**Problem to work on:** Take every line from the records below that includes the word "lines".

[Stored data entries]
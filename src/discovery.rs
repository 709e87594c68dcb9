//! Candidate URL discovery through the GDELT DOC 2.0 API.
//!
//! Discovery runs a list of short queries (GDELT rejects long ones) from
//! richest to simplest, collecting unique article URLs until `max_urls` is
//! reached. Each query is wrapped in [`RetryQuery`], which retries with
//! exponential backoff and jitter.
//!
//! # Architecture
//!
//! - [`ArticleIndex`]: Core trait, one query in, article URLs out
//! - [`GdeltClient`]: The HTTP implementation
//! - [`RetryQuery`]: Decorator that adds bounded retries to any [`ArticleIndex`]
//!
//! Discovery is the only fatal stage: if every query fails or returns
//! nothing, [`discover_urls`] returns [`DiscoveryError::NoResults`] and the
//! run stops before any page is fetched.

use crate::config::DiscoveryConfig;
use crate::error::DiscoveryError;
use crate::utils::truncate_for_log;
use rand::{Rng, rng};
use serde::Deserialize;
use std::collections::HashSet;
use std::fmt;
use std::time::{Duration, Instant};
use tokio::time::sleep;
use tracing::{error, info, instrument, warn};

/// A searchable index of articles.
pub trait ArticleIndex {
    /// Run one query and return the article URLs it yields.
    async fn query(&self, query: &str) -> Result<Vec<String>, DiscoveryError>;
}

#[derive(Debug, Deserialize)]
struct ArtList {
    #[serde(default)]
    articles: Option<Vec<ArtListEntry>>,
}

#[derive(Debug, Deserialize)]
struct ArtListEntry {
    url: Option<String>,
}

/// GDELT DOC 2.0 `artlist` client.
#[derive(Debug, Clone)]
pub struct GdeltClient {
    http: reqwest::Client,
    endpoint: String,
    timespan: String,
    max_records: u32,
}

impl GdeltClient {
    pub fn new(config: &DiscoveryConfig) -> Result<Self, DiscoveryError> {
        let http = reqwest::Client::builder()
            .timeout(Duration::from_secs(config.timeout_secs))
            .build()?;
        Ok(Self {
            http,
            endpoint: config.endpoint.clone(),
            timespan: config.timespan.clone(),
            max_records: config.max_records,
        })
    }
}

impl ArticleIndex for GdeltClient {
    #[instrument(level = "info", skip(self))]
    async fn query(&self, query: &str) -> Result<Vec<String>, DiscoveryError> {
        let max_records = self.max_records.to_string();
        let resp = self
            .http
            .get(&self.endpoint)
            .query(&[
                ("query", query),
                ("mode", "artlist"),
                ("format", "json"),
                ("sort", "datedesc"),
                ("maxrecords", max_records.as_str()),
                ("timespan", self.timespan.as_str()),
            ])
            .send()
            .await?;

        let status = resp.status().as_u16();
        let content_type = resp
            .headers()
            .get(reqwest::header::CONTENT_TYPE)
            .and_then(|v| v.to_str().ok())
            .unwrap_or_default()
            .to_string();
        let body = resp.text().await?;
        info!(status, %content_type, "GDELT responded");

        if status != 200 || !content_type.to_lowercase().contains("json") {
            return Err(DiscoveryError::UnexpectedResponse {
                status,
                content_type,
                preview: truncate_for_log(&body, 200),
            });
        }

        let list: ArtList = serde_json::from_str(&body)?;
        Ok(list
            .articles
            .unwrap_or_default()
            .into_iter()
            .filter_map(|a| a.url)
            .map(|u| u.trim().to_string())
            .filter(|u| !u.is_empty())
            .collect())
    }
}

/// Wrapper that adds exponential backoff retry logic to any [`ArticleIndex`].
///
/// The delay between attempts follows:
/// ```text
/// delay = min(base_delay * 2^(attempt-1), max_delay) + random_jitter(0..250ms)
/// ```
pub struct RetryQuery<T> {
    inner: T,
    /// Total attempts per query, including the first.
    attempts: usize,
    base_delay: Duration,
    max_delay: Duration,
}

impl<T> RetryQuery<T>
where
    T: ArticleIndex,
{
    pub fn new(inner: T, attempts: usize, base_delay: Duration) -> Self {
        Self {
            inner,
            attempts: attempts.max(1),
            base_delay,
            max_delay: Duration::from_secs(30),
        }
    }
}

impl<T> fmt::Debug for RetryQuery<T> {
    fn fmt(&self, f: &mut fmt::Formatter<'_>) -> fmt::Result {
        f.debug_struct("RetryQuery")
            .field("attempts", &self.attempts)
            .field("base_delay", &self.base_delay)
            .field("max_delay", &self.max_delay)
            .finish()
    }
}

impl<T> ArticleIndex for RetryQuery<T>
where
    T: ArticleIndex,
{
    #[instrument(level = "info", skip(self))]
    async fn query(&self, query: &str) -> Result<Vec<String>, DiscoveryError> {
        let total_t0 = Instant::now();
        let mut attempt = 0usize;

        loop {
            match self.inner.query(query).await {
                Ok(urls) => return Ok(urls),
                Err(e) => {
                    attempt += 1;
                    let total_dt = total_t0.elapsed();

                    if attempt >= self.attempts {
                        error!(
                            attempt,
                            max = self.attempts,
                            elapsed_ms_total = total_dt.as_millis() as u64,
                            error = %e,
                            "query exhausted retries"
                        );
                        return Err(e);
                    }

                    let mut delay = self.base_delay.saturating_mul(1 << (attempt - 1));
                    if delay > self.max_delay {
                        delay = self.max_delay;
                    }
                    let jitter_ms: u64 = rng().random_range(0..=250);
                    let delay = delay + Duration::from_millis(jitter_ms);

                    warn!(
                        attempt,
                        max = self.attempts,
                        ?delay,
                        error = %e,
                        "query attempt failed; backing off"
                    );
                    sleep(delay).await;
                }
            }
        }
    }
}

/// Collect up to `max_urls` unique URLs across `queries`, in first-seen order.
///
/// A query that fails is logged and skipped. Stops issuing queries once the
/// cap is reached.
///
/// # Errors
///
/// [`DiscoveryError::NoResults`] when no query produced any URL.
#[instrument(level = "info", skip_all, fields(queries = queries.len(), max_urls = max_urls))]
pub async fn discover_urls<I: ArticleIndex>(
    index: &I,
    queries: &[String],
    max_urls: usize,
) -> Result<Vec<String>, DiscoveryError> {
    let mut seen: HashSet<String> = HashSet::new();
    let mut all_urls: Vec<String> = Vec::new();

    for query in queries {
        if all_urls.len() >= max_urls {
            break;
        }
        match index.query(query).await {
            Ok(urls) => {
                let before = all_urls.len();
                let fresh = urls
                    .into_iter()
                    .filter(|u| seen.insert(u.clone()))
                    .take(max_urls - before)
                    .collect::<Vec<_>>();
                all_urls.extend(fresh);
                info!(
                    query = %truncate_for_log(query, 60),
                    added = all_urls.len() - before,
                    total = all_urls.len(),
                    "Discovery query finished"
                );
            }
            Err(e) => {
                warn!(query = %truncate_for_log(query, 60), error = %e, "Discovery query failed");
            }
        }
    }

    if all_urls.is_empty() {
        return Err(DiscoveryError::NoResults);
    }
    Ok(all_urls)
}

/// Build the GDELT client from config and run discovery.
pub async fn discover(config: &DiscoveryConfig, max_urls: usize) -> Result<Vec<String>, DiscoveryError> {
    let client = GdeltClient::new(config)?;
    let index = RetryQuery::new(
        client,
        config.retries,
        Duration::from_secs(config.retry_delay_secs),
    );
    discover_urls(&index, &config.queries, max_urls).await
}
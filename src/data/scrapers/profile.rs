//! Player profile page extraction
//!
//! Profile pages carry bio details the roster page often omits. Three page
//! shapes are recognized (label/value spans, a definition list, and plain
//! detail tables); values from all of them funnel through the shared label
//! rules, so each field is filled at most once.

use scraper::{Html, Selector};

use super::{apply_field, element_text, match_label, Fetch};
use crate::fields::clean_text;
use crate::{Player, PlayerUpdate};

/// Collect bio fields from a parsed profile page
pub fn extract_profile(document: &Html) -> PlayerUpdate {
    let mut update = PlayerUpdate::default();
    collect_bio_items(document, &mut update);
    collect_definition_list(document, &mut update);
    collect_detail_tables(document, &mut update);
    update
}

/// Fetch a player's profile page and fill their empty fields.
///
/// Failures are logged and leave the record unchanged; a bad profile page
/// never costs the roster record itself.
pub fn enrich_player(fetcher: &dyn Fetch, player: &mut Player) {
    if player.url.is_empty() {
        return;
    }
    let response = match fetcher.get(&player.url) {
        Ok(response) => response,
        Err(e) => {
            log::warn!("Profile request failed for {}: {}", player.name, e);
            return;
        }
    };
    if !response.is_ok() {
        log::warn!(
            "Failed to fetch profile for {} - Status: {}",
            player.name,
            response.status
        );
        return;
    }
    let document = Html::parse_document(&response.body);
    player.merge_missing(extract_profile(&document));
}

fn collect_bio_items(document: &Html, update: &mut PlayerUpdate) {
    let bio_sel = Selector::parse("div.sidearm-roster-player-bio").unwrap();
    let item_sel = Selector::parse("div.sidearm-roster-player-bio-item").unwrap();
    let label_sel = Selector::parse("span.sidearm-roster-player-bio-label").unwrap();
    let value_sel = Selector::parse("span.sidearm-roster-player-bio-value").unwrap();

    if let Some(bio) = document.select(&bio_sel).next() {
        for item in bio.select(&item_sel) {
            let label = item.select(&label_sel).next();
            let value = item.select(&value_sel).next();
            if let (Some(label), Some(value)) = (label, value) {
                if let Some(target) = match_label(&clean_text(&element_text(label))) {
                    apply_field(update, target, &element_text(value));
                }
            }
        }
    }
}

fn collect_definition_list(document: &Html, update: &mut PlayerUpdate) {
    let dl_sel = Selector::parse("dl.sidearm-roster-player-bio").unwrap();
    let dt_sel = Selector::parse("dt").unwrap();
    let dd_sel = Selector::parse("dd").unwrap();

    if let Some(dl) = document.select(&dl_sel).next() {
        for (term, definition) in dl.select(&dt_sel).zip(dl.select(&dd_sel)) {
            if let Some(target) = match_label(&clean_text(&element_text(term))) {
                apply_field(update, target, &element_text(definition));
            }
        }
    }
}

fn collect_detail_tables(document: &Html, update: &mut PlayerUpdate) {
    let table_sel = Selector::parse("table.sidearm-table").unwrap();
    let row_sel = Selector::parse("tr").unwrap();
    let cell_sel = Selector::parse("th, td").unwrap();

    for table in document.select(&table_sel) {
        for row in table.select(&row_sel) {
            let cells: Vec<_> = row.select(&cell_sel).collect();
            if cells.len() < 2 {
                continue;
            }
            if let Some(target) = match_label(&clean_text(&element_text(cells[0]))) {
                apply_field(update, target, &element_text(cells[1]));
            }
        }
    }
}
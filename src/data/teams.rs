//! Team list loading
//!
//! The team list is a CSV with school, org_id and url columns. Extra
//! columns are ignored so the same file can carry conference or division
//! notes for other tooling.

use serde::Deserialize;

use crate::{Result, TeamEntry};

#[derive(Debug, Deserialize)]
struct TeamRow {
    #[serde(default)]
    school: String,
    #[serde(default)]
    org_id: String,
    #[serde(default)]
    url: String,
}

/// Load the team list. Rows missing a school or URL are dropped quietly;
/// rows with an unparseable org_id are dropped with a warning.
pub fn load_teams(path: &str) -> Result<Vec<TeamEntry>> {
    let mut reader = csv::Reader::from_path(path)?;
    let mut teams = Vec::new();
    for row in reader.deserialize() {
        let row: TeamRow = row?;
        if row.school.is_empty() || row.url.is_empty() {
            continue;
        }
        match row.org_id.trim().parse::<u32>() {
            Ok(ncaa_id) => teams.push(TeamEntry {
                team: row.school,
                ncaa_id,
                url: row.url,
            }),
            Err(_) => log::warn!("Skipping {}: bad org_id '{}'", row.school, row.org_id),
        }
    }
    log::info!("Loaded {} teams from {}", teams.len(), path);
    Ok(teams)
}

#[cfg(test)]
mod tests {
    use super::*;
    use std::io::Write;

    fn write_csv(contents: &str) -> tempfile::NamedTempFile {
        let mut file = tempfile::NamedTempFile::new().unwrap();
        file.write_all(contents.as_bytes()).unwrap();
        file
    }

    #[test]
    fn loads_well_formed_rows() {
        let file = write_csv(
            "school,org_id,url\n\
             Iowa,312,https://hawkeyesports.com/sports/fhockey\n\
             North Carolina,457,https://goheels.com/sports/field-hockey\n",
        );
        let teams = load_teams(file.path().to_str().unwrap()).unwrap();
        assert_eq!(teams.len(), 2);
        assert_eq!(teams[0].team, "Iowa");
        assert_eq!(teams[0].ncaa_id, 312);
        assert_eq!(teams[1].team, "North Carolina");
    }

    #[test]
    fn skips_incomplete_and_malformed_rows() {
        let file = write_csv(
            "school,org_id,url\n\
             ,999,https://nameless.example.com\n\
             No URL U,998,\n\
             Ohio,abc,https://ohiobobcats.com/sports/fhockey\n\
             Iowa,312,https://hawkeyesports.com/sports/fhockey\n",
        );
        let teams = load_teams(file.path().to_str().unwrap()).unwrap();
        assert_eq!(teams.len(), 1);
        assert_eq!(teams[0].team, "Iowa");
    }

    #[test]
    fn extra_columns_are_ignored() {
        let file = write_csv(
            "school,org_id,url,conference\n\
             Iowa,312,https://hawkeyesports.com/sports/fhockey,Big Ten\n",
        );
        let teams = load_teams(file.path().to_str().unwrap()).unwrap();
        assert_eq!(teams.len(), 1);
        assert_eq!(teams[0].ncaa_id, 312);
    }
}
//! Roster and report files
//!
//! Rosters land as pretty JSON under json/ and as CSV under csv/ inside
//! the output directory. Zero-player and failed-team reports go under
//! reports/ and are written only when they have content.

use std::fs;
use std::path::{Path, PathBuf};

use crate::runner::RunReport;
use crate::{Player, Result};

pub struct OutputWriter {
    dir: PathBuf,
    season: String,
}

impl OutputWriter {
    pub fn new(dir: impl AsRef<Path>, season: impl Into<String>) -> Self {
        OutputWriter {
            dir: dir.as_ref().to_path_buf(),
            season: season.into(),
        }
    }

    /// Write the season roster as JSON and CSV
    pub fn write_rosters(&self, players: &[Player]) -> Result<()> {
        let mut tidied = players.to_vec();
        for player in &mut tidied {
            player.tidy();
        }

        let json_path = self.roster_path("json");
        if let Some(parent) = json_path.parent() {
            fs::create_dir_all(parent)?;
        }
        fs::write(&json_path, serde_json::to_string_pretty(&tidied)?)?;
        log::info!(
            "Saved JSON roster: {} ({} players)",
            json_path.display(),
            tidied.len()
        );

        let csv_path = self.roster_path("csv");
        if let Some(parent) = csv_path.parent() {
            fs::create_dir_all(parent)?;
        }
        let mut writer = csv::Writer::from_path(&csv_path)?;
        for player in &tidied {
            writer.serialize(player)?;
        }
        writer.flush()?;
        log::info!("Saved CSV roster: {}", csv_path.display());
        Ok(())
    }

    /// Write zero-player and failed-team reports when they have content
    pub fn write_reports(&self, report: &RunReport) -> Result<()> {
        if report.zero_players.is_empty() && report.failed.is_empty() {
            return Ok(());
        }
        let reports_dir = self.dir.join("reports");
        fs::create_dir_all(&reports_dir)?;
        if !report.zero_players.is_empty() {
            let path = reports_dir.join(format!("zero_players_fhockey_{}.json", self.season));
            fs::write(&path, serde_json::to_string_pretty(&report.zero_players)?)?;
            log::info!(
                "Saved zero-player report: {} ({} teams)",
                path.display(),
                report.zero_players.len()
            );
        }
        if !report.failed.is_empty() {
            let path = reports_dir.join(format!("failed_teams_fhockey_{}.json", self.season));
            fs::write(&path, serde_json::to_string_pretty(&report.failed)?)?;
            log::info!(
                "Saved failed-team report: {} ({} teams)",
                path.display(),
                report.failed.len()
            );
        }
        Ok(())
    }

    fn roster_path(&self, kind: &str) -> PathBuf {
        self.dir
            .join(kind)
            .join(format!("rosters_fhockey_{}.{}", self.season, kind))
    }
}

#[cfg(test)]
mod tests {
    use super::*;
    use crate::runner::TeamZero;

    fn sample_players() -> Vec<Player> {
        let mut jane = Player::new(457, "North Carolina", "2026", "");
        jane.name = "Jane Doe".to_string();
        jane.jersey = "7".to_string();
        jane.position = "M".to_string();
        jane.year = "Sophomore".to_string();
        jane.hometown = "Dover, NH".to_string();
        vec![jane]
    }

    #[test]
    fn rosters_written_as_json_and_csv() {
        let dir = tempfile::tempdir().unwrap();
        let writer = OutputWriter::new(dir.path(), "2026");
        writer.write_rosters(&sample_players()).unwrap();

        let json_path = dir.path().join("json/rosters_fhockey_2026.json");
        let contents = fs::read_to_string(&json_path).unwrap();
        let parsed: serde_json::Value = serde_json::from_str(&contents).unwrap();
        assert_eq!(parsed[0]["name"], "Jane Doe");
        assert_eq!(parsed[0]["ncaa_id"], 457);
        assert_eq!(parsed[0]["class"], "Sophomore");

        let csv_path = dir.path().join("csv/rosters_fhockey_2026.csv");
        let contents = fs::read_to_string(&csv_path).unwrap();
        let header = contents.lines().next().unwrap();
        assert_eq!(
            header,
            "team,season,division,name,jersey,position,height,major,hometown,high_school,previous_school,url,class,ncaa_id"
        );
        assert_eq!(contents.lines().count(), 2);
    }

    #[test]
    fn roster_text_tidied_on_write() {
        let dir = tempfile::tempdir().unwrap();
        let writer = OutputWriter::new(dir.path(), "2026");
        let mut players = sample_players();
        players[0].name = "  Jane \n Doe ".to_string();
        writer.write_rosters(&players).unwrap();

        let contents = fs::read_to_string(dir.path().join("json/rosters_fhockey_2026.json")).unwrap();
        let parsed: serde_json::Value = serde_json::from_str(&contents).unwrap();
        assert_eq!(parsed[0]["name"], "Jane Doe");
    }

    #[test]
    fn reports_only_written_with_content() {
        let dir = tempfile::tempdir().unwrap();
        let writer = OutputWriter::new(dir.path(), "2026");

        writer.write_reports(&RunReport::default()).unwrap();
        assert!(!dir.path().join("reports").exists());

        let mut report = RunReport::default();
        report.zero_players.push(TeamZero {
            team: "Ohio".to_string(),
            ncaa_id: 519,
            url: "https://ohiobobcats.com/sports/fhockey".to_string(),
        });
        writer.write_reports(&report).unwrap();
        assert!(dir
            .path()
            .join("reports/zero_players_fhockey_2026.json")
            .exists());
        assert!(!dir
            .path()
            .join("reports/failed_teams_fhockey_2026.json")
            .exists());
    }
}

**Answer box:**
        let header = contents.lines().next().unwrap();
        assert_eq!(contents.lines().count(), 2);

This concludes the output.